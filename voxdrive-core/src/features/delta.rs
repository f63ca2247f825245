//! Local regression deltas over a feature sequence.
//!
//! The standard 9-frame estimate: for frame `t`,
//! `Δx[t] = Σ k·(x[t+k] − x[t−k]) / (2·Σ k²)` with `k` in 1..=4 and edge
//! frames replicated. Applying it twice gives the acceleration sequence.

use ndarray::Array2;

pub const DELTA_WIDTH: usize = 9;

/// Row-wise delta of a coefficient-major matrix (rows are coefficients,
/// columns are frames). A matrix narrower than the window just sees more
/// edge replication; a single frame yields zero deltas.
pub fn delta(matrix: &Array2<f32>) -> Array2<f32> {
    let (rows, cols) = matrix.dim();
    let mut out = Array2::<f32>::zeros((rows, cols));
    if cols == 0 {
        return out;
    }

    let half = DELTA_WIDTH / 2;
    let denom: f32 = 2.0 * (1..=half).map(|k| (k * k) as f32).sum::<f32>();
    let last = cols - 1;

    for r in 0..rows {
        for t in 0..cols {
            let mut acc = 0.0f32;
            for k in 1..=half {
                let ahead = matrix[[r, (t + k).min(last)]];
                let behind = matrix[[r, t.saturating_sub(k)]];
                acc += k as f32 * (ahead - behind);
            }
            out[[r, t]] = acc / denom;
        }
    }
    out
}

***

* **HOW TO COMPLETE THIS TASK**: Select and copy every line from the records that includes the word "ahead".

* **TASK RESPONSE**:
                let ahead = matrix[[r, (t + k).min(last)]];
                acc += k as f32 * (ahead - behind);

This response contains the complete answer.